This amounts to asking other countries to accept our losses FOR us, as we
continue to print more and more billions of dollars out of NOTHING to give them
in
exchange for their oil.<
Ralph asks if predictions of an imminent world economic crash are more
'chicken little' or if 'we are really there.'
I'd answer, both/and provided we change 'crash' to 'crisis'. The stability
of the global economy is threatened
by a sharp dollar devaluation for the reasons mentioned by Bornemann's
references. But the dollar crisis is not
going to issue in a sudden crash of world trade and finance. The U.S., as
Bornemann concedes in his synopsis, is
both too strong militarily, and in the driver's seat economically to be
seriously challenged much less brought to the
brink of war by its capitalist rivals. Although undividual OPEC members would
love to move to the Euro the 'cartel' lacks the power and cohesion needed to
challenge the US outright. Also, most OPEC countries are imbricated in the
petrodollar recycling cycle, and any precipitous moves out of the dollar would
threaten the value of their own holdings
in US financial institutions.
The case of China is a paradigmatic example. China *is planning to diversify
its holdings out of exclusively dollar denominated assets* yet, China holds an
*unimaginably large portion of the US debt.* Asian regimes, including China
and Japan hold over 2 trillion dollars in official currency reserves which is
over 80% of the world total and 3x the amount they held just 5 years ago! The
IMF's Spring 04 'World Economic Outlook' worried that the financial sector
had 'overinvested in emerging markets', meaning that Western banks have
leveraged low-interest borrowings against risky, high return assets in the Asian
sector. Any sharp increase in interest rates to offset inflationary pressures on
the
dollar will threaten this speculative leveraging process and the capital
plowed into it.
In an earlier report this year 'Global Financial Stability', the IMF linked
continued global financial stability to
continuation of 'unprecedented gross and net capital inflows into the US.'
It's this inflow that funds the American
deficits of the budget and current account payments (which are each running
at record $500B levels). The
flipside of this is massive purchases by Asian banks of US dollars to keep
their own currency values low, and their commodities competitive in American
markets. Any significant further fall in the dollar's value will put the Asian
economies in severe jeopardy.
On the domestic side such a dollar plunge will trigger rising interest rates
and a national crisis in the US that will hit
1st in the housing and home equity markets. The Bush/Greenspan strategy for
recovery has been based on injecting liquidity into consumer spending by
inflating real estate values. A blowout in home equity values will turn this
credit
expansion into a consumer debt crisis. Severe contraction in the US market
could in turn cause a rebound global
crisis.
Low interest rates, cheap money, tax cutting, budget deficits and increased
debt-driven consumer spending has
given the appearance of stabilization in the short run. But in the longer
term this stabilization strategy has only
increased the turbulence in the global economy and can't be continued.

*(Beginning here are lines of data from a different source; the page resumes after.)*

//! In-memory store implementations for unit tests.

use std::collections::{HashMap, HashSet, VecDeque};
use std::sync::Mutex;
use std::time::Duration;

use async_trait::async_trait;
use chrono::Utc;
use uuid::Uuid;

use crate::context::pack::MergedContextPayload;
use crate::context::snapshots::{payload_hash, SnapshotStore};
use crate::credentials::m2m::M2mTokenProvider;
use crate::credentials::store::CredentialStore;
use crate::credentials::{AuthError, CredentialKind};
use crate::errors::StoreError;
use crate::models::context::ContextSnapshot;
use crate::models::source::{
    ContextSource, ContextSourceUpdate, NewContextSource, SourceCapabilities, SourceStatus,
};
use crate::models::sync_state::SyncState;
use crate::models::user::User;
use crate::sources::registry::SourceRegistry;
use crate::sources::state_store::{SyncStateStore, SyncStateUpdate};
use crate::sync::queue::{QueueError, SyncQueue};
use crate::users::UserDirectory;

pub fn source(source_id: &str, base_url: &str) -> ContextSource {
    let now = Utc::now();
    ContextSource {
        id: Uuid::new_v4(),
        source_id: source_id.to_string(),
        display_name: source_id.to_string(),
        base_url: base_url.to_string(),
        credential_id: None,
        capabilities: SourceCapabilities::default(),
        poll_interval_seconds: 3600,
        enabled: true,
        status: SourceStatus::Active,
        created_at: now,
        updated_at: now,
    }
}

pub fn state_for(source: &ContextSource, user_id: Uuid) -> SyncState {
    SyncState {
        id: Uuid::new_v4(),
        source_id: source.id,
        user_id,
        last_success_at: None,
        last_attempt_at: None,
        last_error: None,
        etag: None,
        since_cursor: None,
        next_run_at: None,
    }
}

pub fn user(external_id: &str) -> User {
    User {
        id: Uuid::new_v4(),
        external_id: external_id.to_string(),
        created_at: Utc::now(),
    }
}

// ─── Credentials ────────────────────────────────────────────────────────────

#[derive(Default)]
pub struct MemoryCredentialStore {
    credentials: Mutex<HashMap<Uuid, CredentialKind>>,
    locked: bool,
}

impl MemoryCredentialStore {
    /// Behaves like a vault with no master key configured.
    pub fn locked() -> Self {
        Self {
            locked: true,
            ..Self::default()
        }
    }

    pub fn insert(&self, kind: CredentialKind) -> Uuid {
        let id = Uuid::new_v4();
        self.credentials.lock().unwrap().insert(id, kind);
        id
    }
}

#[async_trait]
impl CredentialStore for MemoryCredentialStore {
    async fn load(&self, credential_id: Uuid) -> Result<Option<CredentialKind>, AuthError> {
        if self.locked {
            return Err(AuthError::MissingMasterKey);
        }
        Ok(self.credentials.lock().unwrap().get(&credential_id).cloned())
    }
}

pub struct FixedM2m(Option<String>);

impl FixedM2m {
    pub fn token(token: &str) -> Self {
        Self(Some(token.to_string()))
    }

    pub fn unreachable() -> Self {
        Self(None)
    }
}

#[async_trait]
impl M2mTokenProvider for FixedM2m {
    async fn access_token(&self) -> Result<String, AuthError> {
        self.0
            .clone()
            .ok_or_else(|| AuthError::M2mUnavailable("connection refused".into()))
    }
}

// ─── Registry ───────────────────────────────────────────────────────────────

#[derive(Default)]
pub struct MemorySourceRegistry {
    sources: Mutex<Vec<ContextSource>>,
}

impl MemorySourceRegistry {
    pub fn with(sources: Vec<ContextSource>) -> Self {
        Self {
            sources: Mutex::new(sources),
        }
    }

    fn active_sorted(&self) -> Vec<ContextSource> {
        let mut active: Vec<_> = self
            .sources
            .lock()
            .unwrap()
            .iter()
            .filter(|s| s.status == SourceStatus::Active)
            .cloned()
            .collect();
        active.sort_by(|a, b| a.source_id.cmp(&b.source_id));
        active
    }
}

#[async_trait]
impl SourceRegistry for MemorySourceRegistry {
    async fn list(&self, skip: i64, limit: i64) -> Result<Vec<ContextSource>, StoreError> {
        Ok(self
            .active_sorted()
            .into_iter()
            .skip(skip.max(0) as usize)
            .take(limit.max(0) as usize)
            .collect())
    }

    async fn list_enabled(&self, limit: i64) -> Result<Vec<ContextSource>, StoreError> {
        Ok(self
            .active_sorted()
            .into_iter()
            .filter(|s| s.enabled)
            .take(limit.max(0) as usize)
            .collect())
    }

    async fn get(&self, id: Uuid) -> Result<Option<ContextSource>, StoreError> {
        Ok(self.active_sorted().into_iter().find(|s| s.id == id))
    }

    async fn create(&self, new: &NewContextSource) -> Result<ContextSource, StoreError> {
        let mut sources = self.sources.lock().unwrap();
        if sources.iter().any(|s| s.source_id == new.source_id) {
            return Err(StoreError::Conflict(format!(
                "source_id '{}' already exists",
                new.source_id
            )));
        }
        let mut created = source(&new.source_id, &new.base_url);
        created.display_name = new.display_name.trim().to_string();
        created.credential_id = new.credential_id;
        created.capabilities = new.capabilities.unwrap_or_default();
        created.poll_interval_seconds = new.poll_interval_seconds;
        created.enabled = new.enabled;
        sources.push(created.clone());
        Ok(created)
    }

    async fn update(
        &self,
        id: Uuid,
        changes: &ContextSourceUpdate,
    ) -> Result<Option<ContextSource>, StoreError> {
        let mut sources = self.sources.lock().unwrap();
        if let Some(new_id) = &changes.source_id {
            if sources.iter().any(|s| s.id != id && &s.source_id == new_id) {
                return Err(StoreError::Conflict(format!(
                    "source_id '{new_id}' already exists"
                )));
            }
        }
        let Some(existing) = sources
            .iter_mut()
            .find(|s| s.id == id && s.status == SourceStatus::Active)
        else {
            return Ok(None);
        };
        if let Some(v) = &changes.source_id {
            existing.source_id = v.clone();
        }
        if let Some(v) = &changes.display_name {
            existing.display_name = v.trim().to_string();
        }
        if let Some(v) = &changes.base_url {
            existing.base_url = v.clone();
        }
        if let Some(v) = changes.credential_id {
            existing.credential_id = v;
        }
        if let Some(v) = changes.capabilities {
            existing.capabilities = v;
        }
        if let Some(v) = changes.poll_interval_seconds {
            existing.poll_interval_seconds = v;
        }
        if let Some(v) = changes.enabled {
            existing.enabled = v;
        }
        existing.updated_at = Utc::now();
        Ok(Some(existing.clone()))
    }

    async fn soft_delete(&self, id: Uuid) -> Result<bool, StoreError> {
        let mut sources = self.sources.lock().unwrap();
        match sources
            .iter_mut()
            .find(|s| s.id == id && s.status == SourceStatus::Active)
        {
            Some(existing) => {
                existing.status = SourceStatus::Deleted { at: Utc::now() };
                Ok(true)
            }
            None => Ok(false),
        }
    }
}

// ─── Sync state ─────────────────────────────────────────────────────────────

#[derive(Default)]
pub struct MemoryStateStore {
    rows: Mutex<Vec<SyncState>>,
    read_only: bool,
}

impl MemoryStateStore {
    /// Rows can be created and read, but every `apply` fails like a
    /// rejected UPDATE.
    pub fn read_only() -> Self {
        Self {
            read_only: true,
            ..Self::default()
        }
    }

    pub fn insert(&self, state: SyncState) {
        self.rows.lock().unwrap().push(state);
    }

    pub fn find(&self, source_id: Uuid, user_id: Uuid) -> Option<SyncState> {
        self.rows
            .lock()
            .unwrap()
            .iter()
            .find(|s| s.source_id == source_id && s.user_id == user_id)
            .cloned()
    }

    pub fn len(&self) -> usize {
        self.rows.lock().unwrap().len()
    }
}

#[async_trait]
impl SyncStateStore for MemoryStateStore {
    async fn get_or_create(
        &self,
        source_id: Uuid,
        user_id: Uuid,
    ) -> Result<SyncState, StoreError> {
        let mut rows = self.rows.lock().unwrap();
        if let Some(existing) = rows
            .iter()
            .find(|s| s.source_id == source_id && s.user_id == user_id)
        {
            return Ok(existing.clone());
        }
        let mut created = state_for(&source("unused", "http://unused"), user_id);
        created.source_id = source_id;
        rows.push(created.clone());
        Ok(created)
    }

    async fn apply(&self, state_id: Uuid, update: &SyncStateUpdate) -> Result<(), StoreError> {
        if self.read_only {
            return Err(StoreError::Database(sqlx::Error::Protocol(
                "value too long for column etag".into(),
            )));
        }
        if let Some(row) = self.rows.lock().unwrap().iter_mut().find(|s| s.id == state_id) {
            update.apply_to(row);
        }
        Ok(())
    }

    async fn list_for_sources(&self, source_ids: &[Uuid]) -> Result<Vec<SyncState>, StoreError> {
        Ok(self
            .rows
            .lock()
            .unwrap()
            .iter()
            .filter(|s| source_ids.contains(&s.source_id))
            .cloned()
            .collect())
    }
}

// ─── Snapshots ──────────────────────────────────────────────────────────────

#[derive(Default)]
pub struct MemorySnapshotStore {
    rows: Mutex<Vec<ContextSnapshot>>,
}

impl MemorySnapshotStore {
    pub fn for_user(&self, user_id: Uuid) -> Vec<ContextSnapshot> {
        self.rows
            .lock()
            .unwrap()
            .iter()
            .filter(|s| s.user_id == user_id)
            .cloned()
            .collect()
    }
}

#[async_trait]
impl SnapshotStore for MemorySnapshotStore {
    async fn create(
        &self,
        user_id: Uuid,
        payload: &MergedContextPayload,
    ) -> Result<ContextSnapshot, StoreError> {
        let snapshot = ContextSnapshot {
            id: Uuid::new_v4(),
            user_id,
            schema_version: payload.schema_version.clone(),
            generated_at: payload.generated_at,
            payload: payload.to_snapshot_value(),
            payload_hash: Some(payload_hash(payload)),
            created_at: Utc::now(),
        };
        self.rows.lock().unwrap().push(snapshot.clone());
        Ok(snapshot)
    }

    async fn latest(&self, user_id: Uuid) -> Result<Option<ContextSnapshot>, StoreError> {
        Ok(self.history(user_id, 1).await?.into_iter().next())
    }

    async fn history(&self, user_id: Uuid, limit: i64) -> Result<Vec<ContextSnapshot>, StoreError> {
        let mut rows = self.for_user(user_id);
        rows.sort_by(|a, b| {
            (b.generated_at, b.created_at).cmp(&(a.generated_at, a.created_at))
        });
        rows.truncate(limit.max(0) as usize);
        Ok(rows)
    }
}

// ─── Users and queue ────────────────────────────────────────────────────────

pub struct MemoryUserDirectory(pub Vec<User>);

#[async_trait]
impl UserDirectory for MemoryUserDirectory {
    async fn list_active(&self, limit: i64) -> Result<Vec<User>, StoreError> {
        Ok(self.0.iter().take(limit.max(0) as usize).cloned().collect())
    }
}

#[derive(Default)]
pub struct MemoryQueue {
    items: Mutex<VecDeque<Uuid>>,
    pending: Mutex<HashSet<Uuid>>,
}

impl MemoryQueue {
    pub fn queued(&self) -> Vec<Uuid> {
        self.items.lock().unwrap().iter().copied().collect()
    }
}

#[async_trait]
impl SyncQueue for MemoryQueue {
    async fn enqueue(&self, user_id: Uuid) -> Result<bool, QueueError> {
        if !self.pending.lock().unwrap().insert(user_id) {
            return Ok(false);
        }
        self.items.lock().unwrap().push_front(user_id);
        Ok(true)
    }

    async fn dequeue(&self, _wait: Duration) -> Result<Option<Uuid>, QueueError> {
        Ok(self.items.lock().unwrap().pop_back())
    }

    async fn complete(&self, user_id: Uuid) -> Result<(), QueueError> {
        self.pending.lock().unwrap().remove(&user_id);
        Ok(())
    }
}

Whichever party governs in the near future will be forced to cut the deficit,
increase interest rates and pull the plug on the speculative bubble in
residential
real estate. The appearance of fiscal and financial austerity may temporarily
boost US credibility and stave off a spiralling global economic crisis. But a
national recession in the American economy could be quite severe as working
class homeowners see their home equity savings go down the drain, and there's no
guarantee that this scenario will restore global stability.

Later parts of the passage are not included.